If you're interested in taking your kids skiing, this interview is just what you need to read. Skiing is great for kids as long as you follow these tips from ski expert Catherine Ross, the Executive Director of the Winter Park-Fraser Valley Chamber of Commerce in Winter Park, Colorado.

Kid Skiing Interview with Catherine Ross

Teaching Kids to Ski

LoveToKnow: Is it a good idea to take kids skiing?

Catherine Ross: Absolutely! Skiing is a wonderful family vacation. Skiing itself is a great, healthy, outdoor activity that helps kids get and remain physically active. Plus, it's an activity in which they are able to have fun in a mountain environment, which is a tremendous experience for kids and adults alike. An active vacation like a ski vacation also is an excellent way for the whole family to bond because it's a life adventure - not one that takes place on a video screen.

LTK: At what age can children begin skiing?

CR: I've seen children as young as age two begin to learn to ski with tiny boots and skis. Winter Park Ski Resort's ski school is open to children beginning at age three, and that is common for many major ski resorts. Many will start skiing around age four or five.

The ski industry has done some great work in the last few years with equipment for small children and their parents. For instance, there's now a harness device parents can use to tether very small children to retain control. Basically, if children can stand and walk, they can start to learn to ski.

Another point to note for ski vacations is that almost every major ski resort will provide child care on the mountain for younger kids. Those too young for ski school can generally go to a nursery.

Ski schools these days are excellent in training instructors to gauge individual abilities and interests well so they only spend the right amount of time skiing. That may mean that kids spend part of their ski school class time outside and part in playtime inside. The goal is to have fun and help kids become lifelong skiers - not just skiers for the day or week.

LTK: Are most ski resorts equipped to handle children and teach them the basics of skiing?

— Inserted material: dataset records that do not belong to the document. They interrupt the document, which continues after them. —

use syllabus_core::error::SyllabusError;
use syllabus_core::models::label::LabelSpec;
use syllabus_core::models::lecture::LectureRecord;
use syllabus_schedule::{build_issue_body, build_issue_title};
use syllabus_tracker::{IssueTracker, NewIssue};

use crate::duplicates::ExistingIssues;
use crate::labels::{missing_labels, LabelPolicy};

/// How a run behaves.
#[derive(Debug, Clone)]
pub struct RunOptions {
    /// Read from the tracker but never write to it.
    pub dry_run: bool,
    /// Provision labels and attach them to new issues.
    pub apply_labels: bool,
    pub labels: LabelPolicy,
}

/// Progress reported while a run is underway.
#[derive(Debug, Clone, PartialEq, Eq)]
pub enum RunEvent {
    LabelCreated { name: String },
    LabelPlanned { name: String },
    /// An issue with this exact title already exists.
    Skipped { title: String },
    /// An existing issue covers the same lecture under an older title.
    Renamed { title: String, existing: String },
    Planned { title: String, labels: Vec<String> },
    Created { title: String, reference: String },
}

/// Counts for the end-of-run summary. `created + skipped == total`.
#[derive(Debug, Clone, Default, PartialEq, Eq)]
pub struct RunSummary {
    pub created: usize,
    pub skipped: usize,
    pub total: usize,
    pub labels_created: usize,
    pub dry_run: bool,
}

/// Files one issue per lecture that the tracker does not have yet.
pub struct Pipeline<'a, T: IssueTracker + ?Sized> {
    tracker: &'a T,
    options: RunOptions,
}

impl<'a, T: IssueTracker + ?Sized> Pipeline<'a, T> {
    pub fn new(tracker: &'a T, options: RunOptions) -> Self {
        Self { tracker, options }
    }

    /// Run against the tracker, reporting each step to `on_event`.
    ///
    /// Stops at the first tracker failure. Issues filed before it stay filed
    /// and are skipped on the next run.
    pub fn run<F>(&self, lectures: &[LectureRecord], mut on_event: F) -> Result<RunSummary, SyllabusError>
    where
        F: FnMut(&RunEvent),
    {
        let existing = ExistingIssues::fetch(self.tracker)?;

        let mut summary = RunSummary {
            total: lectures.len(),
            dry_run: self.options.dry_run,
            ..RunSummary::default()
        };

        if self.options.apply_labels {
            summary.labels_created = self.ensure_labels(lectures, &mut on_event)?;
        }

        for lecture in lectures {
            let title = build_issue_title(lecture);
            if existing.contains(&title) {
                on_event(&RunEvent::Skipped { title });
                summary.skipped += 1;
                continue;
            }

            if let Some(older) = existing.renamed_match(lecture, &title) {
                tracing::warn!(
                    lecture = lecture.sequence_number,
                    existing = older,
                    "an issue for this lecture exists under a different title; creating another"
                );
                on_event(&RunEvent::Renamed {
                    title: title.clone(),
                    existing: older.to_string(),
                });
            }

            let issue = NewIssue {
                body: build_issue_body(lecture),
                labels: if self.options.apply_labels {
                    self.options.labels.issue_labels(lecture)
                } else {
                    Vec::new()
                },
                title,
            };

            if self.options.dry_run {
                on_event(&RunEvent::Planned {
                    title: issue.title,
                    labels: issue.labels,
                });
            } else {
                let reference = self.tracker.create_issue(&issue)?;
                on_event(&RunEvent::Created {
                    title: issue.title,
                    reference,
                });
            }
            summary.created += 1;
        }

        Ok(summary)
    }

    /// Create the labels the lectures need. Returns how many were (or in a
    /// dry run, would be) created.
    fn ensure_labels<F>(&self, lectures: &[LectureRecord], on_event: &mut F) -> Result<usize, SyllabusError>
    where
        F: FnMut(&RunEvent),
    {
        let needed = self.options.labels.needed_labels(lectures);
        let missing: Vec<LabelSpec> = missing_labels(self.tracker, needed)?;

        for label in &missing {
            if self.options.dry_run {
                on_event(&RunEvent::LabelPlanned {
                    name: label.name.clone(),
                });
            } else {
                self.tracker.create_label(label)?;
                on_event(&RunEvent::LabelCreated {
                    name: label.name.clone(),
                });
            }
        }
        Ok(missing.len())
    }
}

CR: They definitely are. Teaching children to ski properly and safely is a very important part of the ski industry; it's the very future of the industry. All major ski resorts have invested significant time and energy into the facilities, equipment and instruction involved. Most resorts employ instructors certified by the Professional Ski Instructors of America industry association. These certified individuals have received intensive training on and off the snow, know how to relate to kids, and know how to teach kids as well as adults.

Winter Park and Sol Vista Ski Resorts here in the Fraser Valley of Colorado - as do most major ski resorts - also offer family ski lessons, which can be a real benefit to the family vacation. A family lesson allows each member of the family to receive individual instruction while maintaining the family connectivity. Dropping kids off at ski school is not the only model for teaching them to ski. Learning - and asking about - what the resort has to offer may open up additional opportunities for toddlers, tweens, teens and adults.

LTK: What are the benefits of teaching kids to ski?

CR: Skiing is a sport that teaches coordination and balance, and promotes overall fitness. Children who become skiers generally want to improve and get, or stay, in shape, all year round so they can improve or move to the next level the following winter.

It's an activity that children can do through the winter and their lives. You never outgrow skiing, and you can always get better and learn something new. There's also a level of adventure to skiing that benefits kids.

Have Fun; Stay Safe


LTK: How can kids be kept safe while skiing?

CR: Enrolling kids in lessons helps them learn the techniques of safe skiing. In addition, parents should make sure to avoid taking kids down runs beyond their abilities so that they stay in control.

Helmets are a must, just as they are with bike riding. Outfitting children in the right clothes makes a different, too. Ski clothes and boots should fit well - not be too big or small. Avoid the temptation to buy boots a little big "to grow into" and work for more than a season. Renting well-fitting equipment will be much safer.

LTK: What opportunities are there for kids who enjoy skiing?

CR: Most importantly, skiing opens up all sorts of life opportunities through building confidence, and providing feelings of accomplishment and exhilaration. What's really great is that these results happen even if the kids are not particularly good at the sport. It's about the experience.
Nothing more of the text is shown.